▸ DATA TO EXAMINE
--*--
//! Heuristic structural parser for contract source text.
//!
//! The parser never fails. Functions and modifiers are located by regex and
//! their bodies by brace-depth matching; variables are located by two
//! declaration regexes applied to the whole text. Malformed input produces
//! a partial model rather than an error.
//!
//! Brace matching does not skip string literals or comments, so a stray
//! `{` or `}` inside either can shift the recorded body boundaries.

use tracing::{debug, warn};

use crate::source::model::{FunctionInfo, LineIndex, ModifierInfo, StructuralModel, VariableInfo};
use crate::source::patterns::{
    RE_CONTAINER_DECL, RE_FUNCTION_DECL, RE_MAPPING_VAR, RE_MODIFIER_DECL, RE_PRAGMA,
    RE_RETURNS_CLAUSE, RE_SCALAR_VAR, RE_SIGNATURE_TOKEN,
};

const VISIBILITY_KEYWORDS: [&str; 4] = ["public", "private", "internal", "external"];

/// Signature tokens that are never modifier names.
const RESERVED_SIGNATURE_TOKENS: [&str; 9] = [
    "view",
    "pure",
    "payable",
    "nonpayable",
    "virtual",
    "override",
    "constant",
    "returns",
    "return",
];

/// Advisory check: does `source` contain a pragma or a
/// contract/interface/library declaration?
pub fn looks_like_supported_source(source: &str) -> bool {
    [&RE_PRAGMA, &RE_CONTAINER_DECL]
        .into_iter()
        .filter_map(|p| p.as_ref())
        .any(|re| re.is_match(source))
}

/// Build the structural model of `source`.
pub fn parse(source: &str) -> StructuralModel {
    let index = LineIndex::new(source);
    let lines: Vec<&str> = source.lines().collect();

    let functions = extract_functions(source, &index, &lines);
    let modifiers = extract_modifiers(source, &index);
    let variables = extract_variables(source, &index);

    debug!(
        functions = functions.len(),
        modifiers = modifiers.len(),
        variables = variables.len(),
        "parsed source"
    );

    StructuralModel::new(source, functions, modifiers, variables)
}

/// Where a declaration's body ends.
enum Body {
    /// `{ ... }` with the offset of the opening and closing brace.
    Closed { open: usize, close: usize },
    /// `{ ...` running to end of text.
    Unterminated { open: usize },
    /// Declaration ended with `;` at this offset.
    Absent { semicolon: usize },
    /// Neither `{` nor `;` follows.
    Missing,
}

fn locate_body(source: &str, from: usize) -> Body {
    let bytes = source.as_bytes();
    let Some(rel) = bytes[from..].iter().position(|b| *b == b'{' || *b == b';') else {
        return Body::Missing;
    };
    let at = from + rel;
    if bytes[at] == b';' {
        return Body::Absent { semicolon: at };
    }
    match matching_brace(bytes, at) {
        Some(close) => Body::Closed { open: at, close },
        None => Body::Unterminated { open: at },
    }
}

/// Offset of the `}` closing the `{` at `open`, by depth counting.
fn matching_brace(bytes: &[u8], open: usize) -> Option<usize> {
    let mut depth = 0usize;
    for (i, b) in bytes.iter().enumerate().skip(open) {
        match b {
            b'{' => depth += 1,
            b'}' => {
                depth = depth.saturating_sub(1);
                if depth == 0 {
                    return Some(i);
                }
            }
            _ => {}
        }
    }
    None
}

/// Offset of the `)` closing the `(` at `open`, or end of text.
fn matching_paren(bytes: &[u8], open: usize) -> usize {
    let mut depth = 0usize;
    for (i, b) in bytes.iter().enumerate().skip(open) {
        match b {
            b'(' => depth += 1,
            b')' => {
                depth = depth.saturating_sub(1);
                if depth == 0 {
                    return i;
                }
            }
            _ => {}
        }
    }
    bytes.len()
}

fn extract_functions(source: &str, index: &LineIndex, lines: &[&str]) -> Vec<FunctionInfo> {
    let Some(re) = RE_FUNCTION_DECL.as_ref() else {
        warn!("function declaration pattern unavailable; no functions extracted");
        return Vec::new();
    };
    let bytes = source.as_bytes();
    let mut out = Vec::new();

    for caps in re.captures_iter(source) {
        let Some(whole) = caps.get(0) else { continue };
        let (name, keyword_start) = match (caps.get(1), caps.get(2)) {
            (Some(named), _) => {
                let start = whole
                    .as_str()
                    .find("function")
                    .map_or(named.start(), |i| whole.start() + i);
                (named.as_str().to_string(), start)
            }
            (None, Some(special)) => (special.as_str().to_string(), special.start()),
            (None, None) => continue,
        };

        let params_open = whole.end() - 1;
        let params_close = matching_paren(bytes, params_open);
        let tail_from = (params_close + 1).min(source.len());

        let start_line = index.line_of(keyword_start);
        let (tail_end, body, body_offset, end_line, terminated) = match locate_body(source, tail_from)
        {
            Body::Closed { open, close } => (
                open,
                source[open + 1..close].to_string(),
                open + 1,
                index.line_of(close),
                true,
            ),
            Body::Unterminated { open } => (
                open,
                source[open + 1..].to_string(),
                open + 1,
                index.line_of(source.len()),
                false,
            ),
            Body::Absent { semicolon } => (
                semicolon,
                String::new(),
                semicolon,
                index.line_of(semicolon),
                true,
            ),
            Body::Missing => (
                source.len(),
                String::new(),
                source.len(),
                index.line_of(source.len()),
                false,
            ),
        };

        let (visibility, modifiers) = read_signature_tail(&source[tail_from..tail_end]);

        out.push(FunctionInfo {
            name,
            start_line,
            end_line,
            visibility,
            modifiers,
            body,
            body_offset,
            full_signature: signature_snippet(lines, start_line),
            terminated,
        });
    }

    out
}

/// Visibility (default `public`) and modifier names from the text between
/// the parameter list and the body.
fn read_signature_tail(tail: &str) -> (String, Vec<String>) {
    let tail = match RE_RETURNS_CLAUSE.as_ref() {
        Some(re) => re.replace_all(tail, " ").into_owned(),
        None => tail.to_string(),
    };

    let mut visibility = None;
    let mut modifiers = Vec::new();

    if let Some(re) = RE_SIGNATURE_TOKEN.as_ref() {
        for caps in re.captures_iter(&tail) {
            let Some(token) = caps.get(1).map(|m| m.as_str()) else { continue };
            if VISIBILITY_KEYWORDS.contains(&token) {
                visibility.get_or_insert_with(|| token.to_string());
            } else if !RESERVED_SIGNATURE_TOKENS.contains(&token) {
                modifiers.push(token.to_string());
            }
        }
    }

    (visibility.unwrap_or_else(|| "public".to_string()), modifiers)
}

fn signature_snippet(lines: &[&str], start_line: usize) -> String {
    let first = start_line.saturating_sub(1);
    lines
        .iter()
        .skip(first)
        .take(3)
        .copied()
        .collect::<Vec<_>>()
        .join("\n")
        .trim()
        .to_string()
}

fn extract_modifiers(source: &str, index: &LineIndex) -> Vec<ModifierInfo> {
    let Some(re) = RE_MODIFIER_DECL.as_ref() else {
        warn!("modifier declaration pattern unavailable; no modifiers extracted");
        return Vec::new();
    };

    re.captures_iter(source)
        .filter_map(|caps| {
            let whole = caps.get(0)?;
            let name = caps.get(1)?;
            let keyword_start = whole
                .as_str()
                .find("modifier")
                .map(|i| whole.start() + i)
                .unwrap_or(name.start());

            let body = match locate_body(source, name.end()) {
                Body::Closed { open, close } => source[open + 1..close].to_string(),
                Body::Unterminated { open } => source[open + 1..].to_string(),
                Body::Absent { .. } | Body::Missing => String::new(),
            };

            Some(ModifierInfo {
                name: name.as_str().to_string(),
                line: index.line_of(keyword_start),
                body,
            })
        })
        .collect()
}

fn extract_variables(source: &str, index: &LineIndex) -> Vec<VariableInfo> {
    let mut found: Vec<(usize, VariableInfo)> = Vec::new();

    match RE_SCALAR_VAR.as_ref() {
        Some(re) => {
            for caps in re.captures_iter(source) {
                let (Some(ty), Some(name)) = (caps.get(1), caps.get(3)) else { continue };
                let keywords = caps.get(2).map(|m| m.as_str()).unwrap_or("");
                found.push((
                    ty.start(),
                    VariableInfo {
                        name: name.as_str().to_string(),
                        var_type: ty.as_str().to_string(),
                        visibility: visibility_from(keywords),
                        line: index.line_of(ty.start()),
                        is_constant: keywords.split_whitespace().any(|k| k == "constant"),
                    },
                ));
            }
        }
        None => warn!("scalar variable pattern unavailable"),
    }

    match RE_MAPPING_VAR.as_ref() {
        Some(re) => {
            for caps in re.captures_iter(source) {
                let (Some(whole), Some(name)) = (caps.get(0), caps.get(2)) else { continue };
                let keywords = caps.get(1).map(|m| m.as_str()).unwrap_or("");
                found.push((
                    whole.start(),
                    VariableInfo {
                        name: name.as_str().to_string(),
                        var_type: "mapping".to_string(),
                        visibility: visibility_from(keywords),
                        line: index.line_of(whole.start()),
                        is_constant: false,
                    },
                ));
            }
        }
        None => warn!("mapping variable pattern unavailable"),
    }

    found.sort_by_key(|(offset, _)| *offset);
    found.into_iter().map(|(_, v)| v).collect()
}

fn visibility_from(keywords: &str) -> String {
    keywords
        .split_whitespace()
        .find(|k| matches!(*k, "public" | "private" | "internal"))
        .unwrap_or("internal")
        .to_string()
}
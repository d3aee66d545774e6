//! Dangerous primitives: self-destruct, `tx.origin`, unchecked low-level calls.

use regex::Regex;

use crate::detectors::{DetectorResult, first_body_match_line};
use crate::rules::catalog::RiskType;
use crate::rules::finding::RiskFinding;
use crate::source::model::{FunctionInfo, StructuralModel};
use crate::source::patterns::{
    RE_LOW_LEVEL_CALL, RE_SELFDESTRUCT, RE_SUCCESS_CHECK, RE_SUCCESS_DESTRUCTURE, RE_TX_ORIGIN,
    compiled,
};

/// Lines after a low-level call that are searched for a success check.
pub const UNCHECKED_CALL_WINDOW: usize = 3;

pub fn detect(model: &StructuralModel) -> DetectorResult {
    let selfdestruct = compiled(&RE_SELFDESTRUCT, "selfdestruct")?;
    let tx_origin = compiled(&RE_TX_ORIGIN, "tx_origin")?;
    let call = compiled(&RE_LOW_LEVEL_CALL, "low_level_call")?;
    let check = compiled(&RE_SUCCESS_CHECK, "success_check")?;
    let destructure = compiled(&RE_SUCCESS_DESTRUCTURE, "success_destructure")?;

    let mut findings = Vec::new();

    // Reported once, at the first function that can destroy the contract.
    if let Some((f, line)) = model
        .functions()
        .iter()
        .find_map(|f| first_body_match_line(model, f, selfdestruct).map(|line| (f, line)))
    {
        findings.push(
            RiskFinding::at(
                model,
                RiskType::Selfdestruct,
                line,
                format!("function `{}` can destroy the contract", f.name),
            )
            .with_function(&f.name),
        );
    }

    for f in model.functions() {
        if let Some(line) = first_body_match_line(model, f, tx_origin) {
            findings.push(
                RiskFinding::at(
                    model,
                    RiskType::TxOrigin,
                    line,
                    format!("function `{}` relies on tx.origin", f.name),
                )
                .with_function(&f.name),
            );
        }
    }

    for f in model.functions() {
        if let Some(line) = first_unchecked_call(model, f, call, check, destructure) {
            findings.push(
                RiskFinding::at(
                    model,
                    RiskType::UncheckedCall,
                    line,
                    format!(
                        "function `{}` makes a low-level call without checking its success",
                        f.name
                    ),
                )
                .with_function(&f.name),
            );
        }
    }

    Ok(findings)
}

/// Line of the first low-level call in `f` with no success check on its own
/// line or within `UNCHECKED_CALL_WINDOW` following lines.
fn first_unchecked_call(
    model: &StructuralModel,
    f: &FunctionInfo,
    call: &Regex,
    check: &Regex,
    destructure: &Regex,
) -> Option<usize> {
    call.find_iter(&f.body)
        .map(|m| model.line_of(f.body_offset + m.start()))
        .find(|&line| {
            let own_line = model.line(line).unwrap_or_default();
            if destructure.is_match(own_line) {
                return false;
            }
            let last = line.saturating_add(UNCHECKED_CALL_WINDOW);
            !(line..=last)
                .filter_map(|n| model.line(n))
                .any(|text| check.is_match(text))
        })
}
--*--
▸ EXERCISE
The count, and nothing else: how many lines of the entries contain the word "format"?

▸ RESULT OF THIS TASK
3